• _PROBLEM TO WORK ON_: Every line below that has "RenderCtx" in it should be copied.

• _DATA SUPPLIED_:
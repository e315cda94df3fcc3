//! Widgets for the collaborators the Apps page composes: header, loading
//! skeleton, onboarding card with FAQ, status menu and apps listing.
//!
//! Every function here draws what it is given. None of them fetch data or
//! decide which mode the page is in.

use ratatui::{
    Frame,
    layout::{Alignment, Constraint, Layout, Rect},
    style::Style,
    text::{Line, Span},
    widgets::{Block, BorderType, Borders, Padding, Paragraph, Wrap},
};
use unicode_width::UnicodeWidthStr;

use appview_engine::ListingState;
use appview_types::{AppSummary, AppsProps, HeaderPlan, StatusMenuProps, ui::UiOptions};

use crate::theme::{Glyphs, Palette, shimmer_offset, styles};

pub(crate) struct RenderCtx<'a> {
    pub(crate) palette: &'a Palette,
    pub(crate) glyphs: &'a Glyphs,
    pub(crate) options: UiOptions,
    pub(crate) tick: usize,
}

pub(crate) const HEADER_HEIGHT: u16 = 3;

const ONBOARDING_TITLE: &str = " Sync your first app ";
const ONBOARDING_BODY: &[&str] = &[
    "There are no apps in your production environment yet.",
    "",
    "Deploy your code, then sync the URL it serves functions from.",
    "Each sync registers the app and its functions with this environment.",
];

const FAQ: &[(&str, &str)] = &[
    (
        "What is an app?",
        "A deployed service that serves one or more functions, usually one product.",
    ),
    (
        "What is a sync?",
        "A record of the functions an app serves at a URL. Unlinked ones are unattached syncs.",
    ),
    (
        "Why am I seeing this page?",
        "No apps or syncs were found in your production environment.",
    ),
];

fn muted(palette: &Palette) -> Style {
    Style::default().fg(palette.text_muted)
}

fn secondary(palette: &Palette) -> Style {
    Style::default().fg(palette.text_secondary)
}

fn card(palette: &Palette) -> Block<'static> {
    Block::default()
        .borders(Borders::ALL)
        .border_type(BorderType::Rounded)
        .border_style(Style::default().fg(palette.bg_border))
        .padding(Padding::horizontal(1))
}

fn titled_card(title: &'static str, palette: &Palette) -> Block<'static> {
    card(palette).title(Span::styled(title, styles::card_title(palette)))
}

pub(crate) fn draw_header(frame: &mut Frame, area: Rect, header: &HeaderPlan, ctx: &RenderCtx) {
    let palette = ctx.palette;
    let block = Block::default()
        .borders(Borders::BOTTOM)
        .border_style(Style::default().fg(palette.bg_border));
    let inner = block.inner(area);
    frame.render_widget(block, area);

    let [title_row, info_row] =
        Layout::vertical([Constraint::Length(1), Constraint::Length(1)]).areas(inner);

    let button = header
        .action
        .as_ref()
        .map(|action| format!(" {} {} ", ctx.glyphs.add, action.label));
    let button_width = button.as_deref().map_or(0, UnicodeWidthStr::width) as u16;
    let [crumb_area, button_area] =
        Layout::horizontal([Constraint::Min(0), Constraint::Length(button_width)]).areas(title_row);

    let crumb = Line::from(vec![
        Span::styled(header.breadcrumb, styles::breadcrumb(palette)),
        Span::raw(" "),
        Span::styled(ctx.glyphs.info, muted(palette)),
    ]);
    frame.render_widget(Paragraph::new(crumb), crumb_area);

    if let Some(button) = button {
        let button = Span::styled(button, styles::primary_button(palette));
        frame.render_widget(
            Paragraph::new(button).alignment(Alignment::Right),
            button_area,
        );
    }

    let info = Line::from(vec![
        Span::styled(header.info.text, muted(palette)),
        Span::raw(" "),
        Span::styled(header.info.link_label, styles::link(palette)),
        Span::styled(format!(" {} ", ctx.glyphs.link), muted(palette)),
        Span::styled(header.info.link_href.clone(), muted(palette)),
    ]);
    frame.render_widget(Paragraph::new(info), info_row);
}

fn skeleton_line(width: usize, glint: Option<usize>, ctx: &RenderCtx) -> Line<'static> {
    let glyphs = ctx.glyphs;
    let fill = Style::default().fg(ctx.palette.bg_highlight);
    let shine = Style::default().fg(ctx.palette.bg_border);
    match glint {
        Some(at) if at < width => Line::from(vec![
            Span::styled(glyphs.skeleton_fill.repeat(at), fill),
            Span::styled(glyphs.skeleton_glint, shine),
            Span::styled(glyphs.skeleton_fill.repeat(width - at - 1), fill),
        ]),
        _ => Line::from(Span::styled(glyphs.skeleton_fill.repeat(width), fill)),
    }
}

/// Placeholder card shown while the production-apps check is pending.
pub(crate) fn draw_skeleton(frame: &mut Frame, area: Rect, ctx: &RenderCtx) {
    let block = card(ctx.palette);
    let height = area.height.min(7);
    let area = Rect { height, ..area };
    let inner = block.inner(area);
    frame.render_widget(block, area);

    let full = usize::from(inner.width);
    // Title bar, then two body rows of decreasing length.
    let widths = [full / 3, 0, full, full * 3 / 4, full / 2];
    let lines: Vec<Line> = widths
        .iter()
        .take(usize::from(inner.height))
        .enumerate()
        .map(|(row, &width)| {
            let glint = shimmer_offset(ctx.tick + row * 4, width, ctx.options);
            skeleton_line(width, glint, ctx)
        })
        .collect();
    frame.render_widget(Paragraph::new(lines), inner);
}

/// Empty-state onboarding card followed by the FAQ.
pub(crate) fn draw_onboarding(frame: &mut Frame, area: Rect, ctx: &RenderCtx) {
    let palette = ctx.palette;
    let card_height = ONBOARDING_BODY.len() as u16 + 4;
    let [card_area, _, faq_area] = Layout::vertical([
        Constraint::Length(card_height),
        Constraint::Length(1),
        Constraint::Min(0),
    ])
    .areas(area);

    let mut lines: Vec<Line> = ONBOARDING_BODY
        .iter()
        .map(|text| Line::from(Span::styled(*text, secondary(palette))))
        .collect();
    lines.push(Line::from(""));
    lines.push(Line::from(vec![
        Span::styled("Press ", styles::key_hint(palette)),
        Span::styled("s", styles::key_highlight(palette)),
        Span::styled(" to sync a new app", styles::key_hint(palette)),
    ]));
    let onboarding = Paragraph::new(lines)
        .wrap(Wrap { trim: false })
        .block(titled_card(ONBOARDING_TITLE, palette));
    frame.render_widget(onboarding, card_area);

    let mut faq: Vec<Line> = Vec::new();
    for (index, (question, answer)) in FAQ.iter().enumerate() {
        if index > 0 {
            faq.push(Line::from(""));
        }
        faq.push(Line::from(vec![
            Span::styled(format!("{} ", ctx.glyphs.bullet), muted(palette)),
            Span::styled(*question, styles::breadcrumb(palette)),
        ]));
        faq.push(Line::from(Span::styled(
            format!("  {answer}"),
            secondary(palette),
        )));
    }
    let faq = Paragraph::new(faq)
        .wrap(Wrap { trim: false })
        .block(titled_card(" FAQ ", palette));
    frame.render_widget(faq, faq_area);
}

fn status_menu_line<'a>(menu: &StatusMenuProps, ctx: &RenderCtx) -> Line<'a> {
    let palette = ctx.palette;
    let option = |label: &'static str, selected: bool| {
        let radio = if selected {
            ctx.glyphs.radio_on
        } else {
            ctx.glyphs.radio_off
        };
        let style = if selected {
            styles::selected_option(palette)
        } else {
            secondary(palette)
        };
        Span::styled(format!(" {radio} {label} "), style)
    };

    Line::from(vec![
        Span::styled("Status ", muted(palette)),
        option("Active", !menu.archived),
        Span::raw(" "),
        option("Archived", menu.archived),
        Span::styled("   ", muted(palette)),
        Span::styled("a", styles::key_highlight(palette)),
        Span::styled(" switch", styles::key_hint(palette)),
    ])
}

fn app_line<'a>(app: &AppSummary, ctx: &RenderCtx) -> Line<'a> {
    let palette = ctx.palette;
    let functions = match app.function_count {
        1 => "1 function".to_string(),
        n => format!("{n} functions"),
    };
    let mut spans = vec![
        Span::styled(
            format!("{} ", ctx.glyphs.app),
            Style::default().fg(palette.accent),
        ),
        Span::styled(app.name.clone(), Style::default().fg(palette.text_primary)),
        Span::styled(format!("  {functions}"), muted(palette)),
    ];
    if let Some(url) = &app.url {
        spans.push(Span::styled(format!("  {url}"), muted(palette)));
    }
    if let Some(synced) = &app.last_synced_at {
        spans.push(Span::styled(format!("  synced {synced}"), muted(palette)));
    }
    Line::from(spans)
}

fn listing_lines<'a>(apps: AppsProps, listing: &'a ListingState, ctx: &RenderCtx) -> Vec<Line<'a>> {
    let palette = ctx.palette;
    let error = Style::default().fg(palette.error);
    match listing {
        ListingState::Loading => vec![Line::from(Span::styled(
            "Loading apps...",
            muted(palette),
        ))],
        ListingState::Failed(message) => vec![Line::from(vec![
            Span::styled(format!("{} ", ctx.glyphs.error), error),
            Span::styled(format!("Failed to load apps: {message}"), error),
        ])],
        ListingState::Ready(_) => match listing.matching(apps.is_archived) {
            Some(matching) if !matching.is_empty() => {
                matching.into_iter().map(|app| app_line(app, ctx)).collect()
            }
            _ => {
                let kind = if apps.is_archived {
                    "archived"
                } else {
                    "active"
                };
                vec![Line::from(Span::styled(
                    format!("No {kind} apps"),
                    muted(palette),
                ))]
            }
        },
    }
}

/// Status filter control plus the apps listing.
pub(crate) fn draw_listing(
    frame: &mut Frame,
    area: Rect,
    status_menu: &StatusMenuProps,
    apps: AppsProps,
    listing: &ListingState,
    ctx: &RenderCtx,
) {
    let [menu_area, _, apps_area] = Layout::vertical([
        Constraint::Length(1),
        Constraint::Length(1),
        Constraint::Min(0),
    ])
    .areas(area);

    let menu = Paragraph::new(status_menu_line(status_menu, ctx));
    frame.render_widget(menu, menu_area);

    let title = if apps.is_archived {
        " Archived apps "
    } else {
        " Active apps "
    };
    let listing =
        Paragraph::new(listing_lines(apps, listing, ctx)).block(titled_card(title, ctx.palette));
    frame.render_widget(listing, apps_area);
}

• _EXERCISE RESPONSE_:
pub(crate) struct RenderCtx<'a> {
pub(crate) fn draw_header(frame: &mut Frame, area: Rect, header: &HeaderPlan, ctx: &RenderCtx) {
fn skeleton_line(width: usize, glint: Option<usize>, ctx: &RenderCtx) -> Line<'static> {
pub(crate) fn draw_skeleton(frame: &mut Frame, area: Rect, ctx: &RenderCtx) {
pub(crate) fn draw_onboarding(frame: &mut Frame, area: Rect, ctx: &RenderCtx) {
fn status_menu_line<'a>(menu: &StatusMenuProps, ctx: &RenderCtx) -> Line<'a> {
fn app_line<'a>(app: &AppSummary, ctx: &RenderCtx) -> Line<'a> {
fn listing_lines<'a>(apps: AppsProps, listing: &'a ListingState, ctx: &RenderCtx) -> Vec<Line<'a>> {
    ctx: &RenderCtx,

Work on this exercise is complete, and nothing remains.